● **SOURCE DATA**

.....

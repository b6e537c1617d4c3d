//! Partial profiles and canonical reconstruction.
//!
//! A non-preset code carries only three fields. Decoding parses those into a
//! [`PartialProfile`] and then derives the other seven from fixed rules. The
//! result is a canonical profile for those three fields, never the profile
//! that originally produced the code.

use serde::{Deserialize, Serialize};

use crate::domain::learner::{
    AccessibilityNeeds, ChallengeLevel, InterfaceStyle, LearnerProfile, LearningStyle,
    LiteracyLevel, Motivation, PacePreference, SocialLearning, TechComfort, TimePreference,
};

use super::code::TOKEN_COUNT;
use super::word_banks::{CHALLENGE_BANK, INTERFACE_BANK, STYLE_BANK};

/// The three fields a profile code carries.
#[derive(Debug, Clone, Copy, PartialEq, Eq, Hash, Serialize, Deserialize)]
#[serde(rename_all = "camelCase")]
pub struct PartialProfile {
    pub learning_style: LearningStyle,
    pub interface_style: InterfaceStyle,
    pub challenge_level: ChallengeLevel,
}

impl PartialProfile {
    /// Projects a full profile onto the encoded fields.
    pub fn of(profile: &LearnerProfile) -> Self {
        Self {
            learning_style: profile.learning_style,
            interface_style: profile.interface_style,
            challenge_level: profile.challenge_level,
        }
    }

    /// Derives a complete profile from the three known fields.
    pub fn reconstruct(&self) -> LearnerProfile {
        let challenge = self.challenge_level;
        let interface = self.interface_style;

        LearnerProfile {
            learning_style: self.learning_style,
            motivation: match challenge {
                ChallengeLevel::High => Motivation::Intrinsic,
                ChallengeLevel::Low => Motivation::Extrinsic,
                ChallengeLevel::Medium => Motivation::Mixed,
            },
            pace_preference: match challenge {
                ChallengeLevel::High => PacePreference::Fast,
                ChallengeLevel::Low => PacePreference::Slow,
                ChallengeLevel::Medium => PacePreference::Moderate,
            },
            challenge_level: challenge,
            social_learning: SocialLearning::Individual,
            time_preference: match challenge {
                ChallengeLevel::High => TimePreference::Long,
                ChallengeLevel::Low => TimePreference::Short,
                ChallengeLevel::Medium => TimePreference::Medium,
            },
            tech_comfort: match interface {
                InterfaceStyle::Premium => TechComfort::High,
                InterfaceStyle::Accessible => TechComfort::Low,
                InterfaceStyle::Simple => TechComfort::Medium,
            },
            interface_style: interface,
            accessibility_needs: match interface {
                InterfaceStyle::Accessible => AccessibilityNeeds::Visual,
                _ => AccessibilityNeeds::None,
            },
            literacy_level: match challenge {
                ChallengeLevel::High => LiteracyLevel::High,
                ChallengeLevel::Low => LiteracyLevel::Basic,
                ChallengeLevel::Medium => LiteracyLevel::Medium,
            },
        }
    }
}

/// Resolves a `style-interface-challenge` string against the word banks.
///
/// Returns `None` unless there are exactly three tokens and each one is in
/// its own bank. Matching is exact; callers normalize input beforehand.
pub fn parse_tokens(code: &str) -> Option<PartialProfile> {
    let tokens: Vec<&str> = code.split('-').collect();
    if tokens.len() != TOKEN_COUNT {
        return None;
    }

    let learning_style = STYLE_BANK.lookup(tokens[0])?;
    let interface_style = INTERFACE_BANK.lookup(tokens[1])?;
    let challenge_level = CHALLENGE_BANK.lookup(tokens[2])?;

    Some(PartialProfile {
        learning_style,
        interface_style,
        challenge_level,
    })
}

.....

Print exactly, and only, the lines from the line containing "let interface_style = INTERFACE_BANK.lookup(tokens[1])?;" through the final line of the records, both included.

● **SOLUTION TO THE PROBLEM**
    let interface_style = INTERFACE_BANK.lookup(tokens[1])?;
    let challenge_level = CHALLENGE_BANK.lookup(tokens[2])?;

    Some(PartialProfile {
        learning_style,
        interface_style,
        challenge_level,
    })
}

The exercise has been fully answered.